Cell culture and transfection
HEK293T cells (human embryonic kidney 293 cells which contains the SV40 T-antigen, ATCC, CRL-3216) were cultured in high-glucose Dulbecco’s Modified Eagle’s Medium (DMEM) supplemented with 10% FBS (GIBCO, 16000-044, Carlsbad, CA, USA), 100 U/ml penicillin, and 100 mg/ml streptomycin (GIBCO, 15140-122), and maintained at 5% CO2. Cells were passaged 2-3 times after thawing and transfected at 70-80% confluency. Transfection of plasmids was performed using lipofectamine 3000 (Invitrogen L3000015, CA, USA).
Immunofluorescence staining
The testicular tissue was fixed in 4% PFA and embedded in paraffin for sectioning. For immunofluorescence staining of slides, sections were kept at 65°C for 20 min and then dewaxed with xylene, followed by rehydration with gradient alcohol (100%, 90%, 80%, 70%, and 50%; 5 min each). After permeabilization in PBST [50 mM HCl (pH 7.4), 137 mM NaCl, 2.7 mM KCl, 4.3 mM Na2HPO4.7H2O, 1.4 mM KH2PO4 and 0.25% Triton-X100] for 1 h, the slides were boiled in citrate buffer (1.5 g 12-hydrated trisodium citrate and 0.2 g 1-hydrate citric acid dissolved in 500 ml ultrapure water) for antigen retrieval. Subsequently, sections were blocked with antibody dilution buffer (10% normal donkey serum, 3% bovine serum albumin [BSA], and 0.05% Triton X-100 in PBS) for 30 mins, washed with TBST solution, and then incubated with anti-KASH5 antibody (Thermo Fisher scientific, PA554116) for 12 h at 4°C. After washing with TBST three times, the slides were incubated with secondary antibodies at 37°C for 1.5 h, followed by another three washes with TBST. Lastly, the sections were air-dried and mounted in VECTASHIELD mounting medium (Vector Laboratories, H-1000, CA, USA) containing Hoechst 33342 (Invitrogen, H3570). For immunostaining of cultured cells, round glass slides were placed in the 24-well-plate prior to seeding cells for transfection. The slides were permeabilized with PBST followed by antibody incubation.

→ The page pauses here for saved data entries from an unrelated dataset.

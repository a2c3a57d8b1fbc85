mod config;

use std::{
    fs::File,
    io::{self, BufReader, Read, Write},
    path::{Path, PathBuf},
};

use clap::{Parser, Subcommand};
use ruletree::{
    Edited, Editor, Group, GroupField, IdSource, ItemField, NewNode, Node, NodeId,
    ValidateError, find_node, validate,
};
use serde::Serialize;
use serde_json::Value;
use thiserror::Error;
use tracing::info;

pub use crate::config::{Config, ConfigError};

pub type Tree = Group<Value>;

#[derive(Parser, Debug)]
#[command(name = "ruletree", version, about = "Edit condition trees stored as JSON")]
pub struct Cli {
    #[command(subcommand)]
    pub command: Command,

    /// Tree JSON file. Read from stdin when absent.
    #[arg(long = "tree", global = true)]
    pub tree_path: Option<PathBuf>,

    #[arg(long = "config", global = true)]
    pub config_path: Option<PathBuf>,

    #[arg(long = "log", global = true, default_value = "info")]
    pub log: String,
}

#[derive(Subcommand, Debug)]
pub enum Command {
    /// Print a new, empty root group
    New {
        #[arg(long)]
        relation: Option<String>,
    },
    /// Append an item, or a group with --group, to a group
    Add {
        #[arg(long)]
        target: String,

        #[arg(long)]
        group: bool,

        /// Relation for the new group
        #[arg(long, requires = "group")]
        relation: Option<String>,
    },
    /// Remove a node and its subtree
    Remove {
        #[arg(long)]
        target: String,
    },
    /// Move a node after a sibling, or to the front of a group with --as-child
    Move {
        #[arg(long)]
        from: String,

        #[arg(long)]
        target: String,

        #[arg(long)]
        as_child: bool,
    },
    /// Set the relation of a group
    Relation {
        #[arg(long)]
        target: String,

        #[arg(long)]
        value: String,
    },
    /// Set or clear the data of an item
    Data {
        #[arg(long)]
        target: String,

        /// Payload as a JSON string. Clears the data when absent.
        #[arg(long = "json")]
        data_json: Option<String>,
    },
    /// Print a node and the id of its parent
    Find {
        #[arg(long)]
        target: String,
    },
    /// Validate the tree and print its size
    Check,
}

impl Command {
    fn reads_tree(&self) -> bool {
        !matches!(self, Command::New { .. })
    }
}

#[derive(Error, Debug)]
pub enum AppError {
    #[error(transparent)]
    Config(#[from] ConfigError),

    #[error("failed to read tree from {from}: {source}")]
    ReadTree {
        from: String,
        #[source]
        source: io::Error,
    },

    #[error("failed to parse tree: {0}")]
    ParseTree(#[source] serde_json::Error),

    #[error("tree root must be a group")]
    RootNotGroup,

    #[error("invalid tree: {0}")]
    Invalid(#[from] ValidateError),

    #[error("no tree to edit")]
    MissingTree,

    #[error("node {0} not found")]
    NotFound(NodeId),

    #[error("failed to parse --json payload: {0}")]
    Payload(#[source] serde_json::Error),

    #[error("failed to write output: {0}")]
    Write(#[source] serde_json::Error),

    #[error("failed to write output: {0}")]
    Io(#[from] io::Error),
}

#[derive(Debug, Clone, PartialEq, Serialize)]
#[serde(untagged)]
pub enum Output {
    Tree(Node<Value>),
    Found {
        node: Node<Value>,
        parent: Option<NodeId>,
    },
    Check {
        nodes: usize,
    },
}

pub fn run(cli: Cli) -> Result<(), AppError> {
    let Cli {
        command,
        tree_path,
        config_path,
        log: _,
    } = cli;

    let config = match config_path {
        Some(path) => Config::load(&path)?,
        None => Config::default(),
    };
    let mut editor = Editor::new().with_config(config.editor);

    let tree = if command.reads_tree() {
        Some(read_tree(tree_path.as_deref())?)
    } else {
        None
    };

    let output = execute(&mut editor, command, tree)?;

    let mut stdout = io::stdout().lock();
    serde_json::to_writer_pretty(&mut stdout, &output).map_err(AppError::Write)?;
    writeln!(stdout)?;
    Ok(())
}

pub fn execute<S>(
    editor: &mut Editor<S>,
    command: Command,
    tree: Option<Tree>,
) -> Result<Output, AppError>
where
    S: IdSource,
{
    let edited = match (command, tree) {
        (Command::New { relation }, _) => return Ok(create(editor, relation)),
        (_, None) => return Err(AppError::MissingTree),
        (
            Command::Add {
                target,
                group,
                relation,
            },
            Some(tree),
        ) => {
            let new_node = match (group, relation) {
                (true, Some(relation)) => NewNode::group(relation),
                (true, None) => editor.default_group(),
                (false, _) => NewNode::Item,
            };
            editor.add_node(&tree, &target.into(), new_node)
        }
        (Command::Remove { target }, Some(tree)) => editor.remove_node(&tree, &target.into()),
        (
            Command::Move {
                from,
                target,
                as_child,
            },
            Some(tree),
        ) => editor.move_node(&tree, &from.into(), &target.into(), as_child),
        (Command::Relation { target, value }, Some(tree)) => {
            editor.edit_group(&tree, &target.into(), GroupField::Relation(value))
        }
        (Command::Data { target, data_json }, Some(tree)) => {
            let data = data_json
                .map(|json| serde_json::from_str(&json))
                .transpose()
                .map_err(AppError::Payload)?;
            editor.edit_item(&tree, &target.into(), ItemField::Data(data))
        }
        (Command::Find { target }, Some(tree)) => {
            let target = NodeId::from(target);
            let found = find_node(&tree, &target).ok_or(AppError::NotFound(target))?;
            return Ok(Output::Found {
                node: found.node.to_node(),
                parent: found.parent.map(|parent| parent.id.clone()),
            });
        }
        (Command::Check, Some(tree)) => {
            return Ok(Output::Check {
                nodes: tree.node_count(),
            });
        }
    };
    Ok(report(edited))
}

fn create<S: IdSource>(editor: &mut Editor<S>, relation: Option<String>) -> Output {
    let mut root = editor.new_root();
    if let Some(relation) = relation {
        root.relation = relation;
    }
    info!(id = %root.id, "Created tree");
    Output::Tree(Node::Group(root))
}

fn report(edited: Edited<Value>) -> Output {
    let Edited { tree, outcome } = edited;
    info!(%outcome, nodes = tree.node_count(), "Edited tree");
    Output::Tree(Node::Group(tree))
}

fn read_tree(path: Option<&Path>) -> Result<Tree, AppError> {
    let (from, reader): (String, Box<dyn Read>) = match path {
        Some(path) => {
            let file = File::open(path).map_err(|source| AppError::ReadTree {
                from: path.display().to_string(),
                source,
            })?;
            (path.display().to_string(), Box::new(BufReader::new(file)))
        }
        None => ("stdin".to_string(), Box::new(io::stdin().lock())),
    };
    tracing::debug!("Reading tree from {from}");
    parse_tree(reader)
}

pub fn parse_tree<R: Read>(reader: R) -> Result<Tree, AppError> {
    let node: Node<Value> = serde_json::from_reader(reader).map_err(AppError::ParseTree)?;
    let tree = node.into_group().ok_or(AppError::RootNotGroup)?;
    validate(&tree)?;
    Ok(tree)
}

#[cfg(test)]
mod tests {
    use ruletree::SequentialIds;
    use serde_json::json;

    use super::*;

    const TREE: &str = r#"{
        "type": "group",
        "id": "g",
        "relation": "and",
        "children": [
            { "type": "item", "id": "a", "data": { "field": "age" } },
            { "type": "group", "id": "h", "relation": "or", "children": [] }
        ]
    }"#;

    fn editor() -> Editor<SequentialIds> {
        Editor::with_ids(SequentialIds::new("new"))
    }

    fn tree() -> Tree {
        parse_tree(TREE.as_bytes()).unwrap()
    }

    fn command(args: &[&str]) -> Command {
        let mut argv = vec!["ruletree"];
        argv.extend_from_slice(args);
        Cli::try_parse_from(argv).unwrap().command
    }

    fn run_json(args: &[&str]) -> Value {
        let output = execute(&mut editor(), command(args), Some(tree())).unwrap();
        serde_json::to_value(output).unwrap()
    }

    #[test]
    fn new_prints_empty_root() {
        let output = execute(&mut editor(), command(&["new", "--relation", "or"]), None).unwrap();
        assert_eq!(
            serde_json::to_value(output).unwrap(),
            json!({ "type": "group", "id": "new1", "relation": "or", "children": [] })
        );
    }

    #[test]
    fn add_group_with_default_relation() {
        let value = run_json(&["add", "--target", "h", "--group"]);
        assert_eq!(
            value["children"][1]["children"][0],
            json!({ "type": "group", "id": "new1", "relation": "and", "children": [] })
        );
    }

    #[test]
    fn add_item() {
        let value = run_json(&["add", "--target", "g"]);
        assert_eq!(value["children"][2], json!({ "type": "item", "id": "new1" }));
    }

    #[test]
    fn move_as_child() {
        let value = run_json(&["move", "--from", "a", "--target", "h", "--as-child"]);
        assert_eq!(value["children"].as_array().unwrap().len(), 1);
        assert_eq!(value["children"][0]["children"][0]["id"], "a");
    }

    #[test]
    fn data_sets_and_clears_payload() {
        let value = run_json(&["data", "--target", "a", "--json", r#"{"field":"name"}"#]);
        assert_eq!(value["children"][0]["data"], json!({ "field": "name" }));

        let value = run_json(&["data", "--target", "a"]);
        assert_eq!(value["children"][0], json!({ "type": "item", "id": "a" }));
    }

    #[test]
    fn bad_payload_is_an_error() {
        let err = execute(
            &mut editor(),
            command(&["data", "--target", "a", "--json", "{"]),
            Some(tree()),
        )
        .unwrap_err();
        assert!(matches!(err, AppError::Payload(_)));
    }

    #[test]
    fn relation_and_remove() {
        let value = run_json(&["relation", "--target", "h", "--value", "xor"]);
        assert_eq!(value["children"][1]["relation"], "xor");

        let value = run_json(&["remove", "--target", "h"]);
        assert_eq!(value["children"].as_array().unwrap().len(), 1);
    }

    #[test]
    fn find_reports_parent() {
        let value = run_json(&["find", "--target", "h"]);
        assert_eq!(value["parent"], "g");
        assert_eq!(value["node"]["relation"], "or");

        let value = run_json(&["find", "--target", "g"]);
        assert_eq!(value["parent"], Value::Null);

        let err = execute(&mut editor(), command(&["find", "--target", "zz"]), Some(tree()))
            .unwrap_err();
        assert!(matches!(err, AppError::NotFound(_)));
    }

    #[test]
    fn check_counts_nodes() {
        assert_eq!(run_json(&["check"]), json!({ "nodes": 3 }));
    }

    #[test]
    fn parse_tree_requires_group_root() {
        let err = parse_tree(r#"{ "type": "item", "id": "a" }"#.as_bytes()).unwrap_err();
        assert!(matches!(err, AppError::RootNotGroup));
    }

    #[test]
    fn parse_tree_rejects_duplicate_ids() {
        let j = r#"{ "type": "group", "id": "g", "relation": "and", "children": [
            { "type": "item", "id": "g" }
        ] }"#;
        let err = parse_tree(j.as_bytes()).unwrap_err();
        assert!(matches!(err, AppError::Invalid(ValidateError::DuplicateId(_))));
    }

    #[test]
    fn relation_requires_group_flag() {
        let result = Cli::try_parse_from(["ruletree", "add", "--target", "g", "--relation", "or"]);
        assert!(result.is_err());
    }
}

Images were captured using an Olympus BX61 microscope (Tokyo, Japan) equipped with a CCD camera (QICAM Fast 1394, QImaging, Burnaby, BC, Canada) and processed with Image-Pro Plus software (Media Cybernetic, Rockville, MD, USA). The information of primary and secondary antibodies used and their dilutions are provided in Supplementary Table 3 .
Co-immunoprecipitation
Plasmids expressing GFP-tagged wild-type SUN1 with FLAG-tagged wild-type or mutant KASH5 were co-transfected into HEK293T cells. Forty-eight hours post transfection, proteins were extracted from harvested cells using co-immunoprecipitation (co-IP) buffer (50mM Tris-HCL pH 7.5, 150mM NaCl, 0.5% TritonX-100, and 2.5 mM EDTA) supplemented with 1 mM PMSF (Thermo Fisher Scientific, 36978). Subsequently, proteins were incubated with anti-DYKDDDDK G1 Afinity Resin (GenScript, L00432-25, Nanjing, China) under gentle rotation at 4°C for 8 h. After washing with co-IP buffer six times, the co-IPed protein complexes were eluted in protein loading buffer and then denatured for 10 min. Finally, the protein complexes were detected via western blotting analysis. The information of primary and secondary antibodies used and their dilutions are provided in Supplementary Table 3 .
Results
Clinical characteristics of patients
A consanguineous Pakistani family with five siblings suffering from idiopathic reproductive failure was investigated in this study. The parents (III:1 and III:2) were first-degree cousins and gave birth to six daughters (IV:2, IV:3, IV:5, IV:6, IV:7 and IV:8) and three sons (IV:1, IV:4 and IV:9) ( Figure 1A ).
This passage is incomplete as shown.